THE TASK
Nothing below is to be printed except the lines between the line holding "shared record store." and the line holding "let mut state", inclusive, each exactly as it appears.

Saved entries:
§

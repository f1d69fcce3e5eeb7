//! Store-backed streak tracking.
//!
//! Every transition is persisted synchronously; transitions are idempotent
//! per calendar day, so last-write-wins under light concurrency is safe.

use std::sync::Arc;

use chrono::{NaiveDate, Utc};
use uuid::Uuid;

use super::types::{StreakOutcome, StreakState};
use crate::storage::{StoreError, XpStore};

/// Day-based activity streak tracker.
pub struct StreakTracker {
    store: Arc<XpStore>,
}

impl StreakTracker {
    /// Create a new tracker over the shared record store.
    pub fn new(store: Arc<XpStore>) -> Self {
        Self { store }
    }

    /// Record activity for today (UTC).
    pub fn update(&self, user_id: &Uuid) -> Result<StreakState, StreakError> {
        self.update_on(user_id, Utc::now().date_naive(), false)
    }

    /// Record activity for today, consuming a freeze to bridge a missed day.
    ///
    /// Freeze consumption is an external decision; this is the only path
    /// that spends one, and only when a multi-day gap actually exists.
    pub fn update_consuming_freeze(&self, user_id: &Uuid) -> Result<StreakState, StreakError> {
        self.update_on(user_id, Utc::now().date_naive(), true)
    }

    /// Record activity for an explicit calendar day.
    pub fn update_on(
        &self,
        user_id: &Uuid,
        today: NaiveDate,
        consume_freeze: bool,
    ) -> Result<StreakState, StreakError> {
        let mut state = self.store.load_streak(user_id)?;
        let outcome = state.advance(today, consume_freeze);

        if outcome != StreakOutcome::AlreadyCounted {
            self.store.save_streak(user_id, &state, Utc::now())?;
        }

        tracing::debug!(
            user_id = %user_id,
            ?outcome,
            current = state.current_streak,
            longest = state.longest_streak,
            "streak transition"
        );

        Ok(state)
    }

    /// Grant extra freezes to a user.
    pub fn grant_freezes(&self, user_id: &Uuid, count: u32) -> Result<(), StreakError> {
        self.store.get_or_create(user_id)?;
        self.store.grant_freezes(user_id, count)?;
        Ok(())
    }
}

/// Streak tracking errors.
#[derive(Debug, thiserror::Error)]
pub enum StreakError {
    #[error("Store error: {0}")]
    Store(#[from] StoreError),
}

§

ANSWER
    /// Create a new tracker over the shared record store.
    pub fn new(store: Arc<XpStore>) -> Self {
        Self { store }
    }

    /// Record activity for today (UTC).
    pub fn update(&self, user_id: &Uuid) -> Result<StreakState, StreakError> {
        self.update_on(user_id, Utc::now().date_naive(), false)
    }

    /// Record activity for today, consuming a freeze to bridge a missed day.
    ///
    /// Freeze consumption is an external decision; this is the only path
    /// that spends one, and only when a multi-day gap actually exists.
    pub fn update_consuming_freeze(&self, user_id: &Uuid) -> Result<StreakState, StreakError> {
        self.update_on(user_id, Utc::now().date_naive(), true)
    }

    /// Record activity for an explicit calendar day.
    pub fn update_on(
        &self,
        user_id: &Uuid,
        today: NaiveDate,
        consume_freeze: bool,
    ) -> Result<StreakState, StreakError> {
        let mut state = self.store.load_streak(user_id)?;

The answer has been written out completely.